2.2 Tale conclusione potrebbe apparire in contrasto con altro principio di diritto affermato da questa Corte, secondo cui, in tema di indebita percezione di erogazioni ai danni dello Stato, nella valutazione del superamento o meno della soglia di punibilità, prevista dall’art. 316-ter, comma secondo, cod. pen., occorre tener conto della complessiva somma indebitamente percepita dal beneficiario e non di quella allo stesso corrisposta con cadenza periodica, ove le erogazioni conseguano ad una iniziale ed unitaria condotta (Sez. 6, n. 45917 del 23/09/2021, Prigitano, Rv. 282293; Sez. 6, n. 11145 del 02/03/2010, M., Rv. 246693).

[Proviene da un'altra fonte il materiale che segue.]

//! Account status value object.

use serde::{Deserialize, Serialize};
use std::fmt;
use std::str::FromStr;

#[derive(Debug, Clone, Copy, PartialEq, Eq, Hash, Serialize, Deserialize, Default)]
#[cfg_attr(feature = "openapi", derive(utoipa::ToSchema))]
#[serde(rename_all = "snake_case")]
pub enum UserStatus {
    #[default]
    Active,
    Suspended,
    /// Soft-deleted; rows are kept for referential integrity.
    Deleted,
}

impl UserStatus {
    #[must_use]
    pub const fn can_login(&self) -> bool {
        matches!(self, Self::Active)
    }

    #[must_use]
    pub const fn as_str(&self) -> &'static str {
        match self {
            Self::Active => "active",
            Self::Suspended => "suspended",
            Self::Deleted => "deleted",
        }
    }
}

impl fmt::Display for UserStatus {
    fn fmt(&self, f: &mut fmt::Formatter<'_>) -> fmt::Result {
        f.write_str(self.as_str())
    }
}

impl FromStr for UserStatus {
    type Err = String;

    fn from_str(s: &str) -> Result<Self, Self::Err> {
        match s {
            "active" => Ok(Self::Active),
            "suspended" => Ok(Self::Suspended),
            "deleted" => Ok(Self::Deleted),
            other => Err(format!("unknown user status: {other}")),
        }
    }
}

#[cfg(test)]
mod tests {
    use super::*;

    #[test]
    fn test_only_active_accounts_log_in() {
        assert!(UserStatus::Active.can_login());
        assert!(!UserStatus::Suspended.can_login());
        assert!(!UserStatus::Deleted.can_login());
    }

    #[test]
    fn test_status_parse() {
        assert_eq!("suspended".parse::<UserStatus>().unwrap(), UserStatus::Suspended);
        assert!("locked".parse::<UserStatus>().is_err());
    }
}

Si tratta, tuttavia, di un contrasto meramente apparente in quanto in realtà il diverso principio relativo alla rilevanza della somma complessivamente erogata è stato affermato in fattispecie in cui le indebite erogazioni conseguivano ad una singola e unitaria condotta tipica dalla quale erano derivate delle erogazioni “dilatate” nel tempo (come, appunto, nel caso esaminato dalla sentenza M. in cui l’imputato aveva percepito dal Comune il reddito minimo di inserimento con cadenze mensili per un determinato arco temporale, a fronte di un’unica iniziale condotta, consistente nell’avere omesso di dichiarare all’ente territoriale di non trovarsi più nelle condizioni familiari che ne legittimavano l’erogazione).

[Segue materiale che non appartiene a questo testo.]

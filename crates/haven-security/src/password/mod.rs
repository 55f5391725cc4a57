//! Password hashing.

mod hasher;

pub use hasher::*;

2.3 Applicando tali coordinate ermeneutiche alla fattispecie in esame, ritiene il Collegio che la sentenza impugnata abbia erroneamente calcolato l’intero ammontare delle somme indebitamente compensate ai fini della determinazione del superamento o meno della soglia di punibilità. Tenuto, infatti, conto delle modalità della condotta ascritta alla ricorrente, effettuata sulla base delle comunicazioni mensili all’istituto previdenziale, e dell’ammontare delle somme mensilmente comunicate, deve, dunque, ritenersi che, in relazione alle singole mensilità contributive ed al conseguente risparmio di spesa ottenuto dalla S., non sia stata superata la soglia di punibilità prevista dal secondo comma dell’art. 316-ter cod. pen. Ne consegue che, difettando un elemento costitutivo del reato, tale condotta integra l’illecito amministrativo previsto dal secondo comma.
3. Tenuto conto di quanto sopra esposto, va disposto l’annullamento senza rinvio della sentenza impugnata, perché il fatto non è previsto dalla legge come reato, e la conseguente trasmissione degli atti alla Direzione Territoriale del Lavoro di Bari per l’irrogazione delle relative sanzioni amministrative.
P.Q.M.
Annulla senza rinvio la sentenza impugnata, perché il fatto non è previsto dalla legge come reato.
Dispone trasmettersi gli atti alla Direzione Territoriale del Lavoro di Bari per quanto di competenza.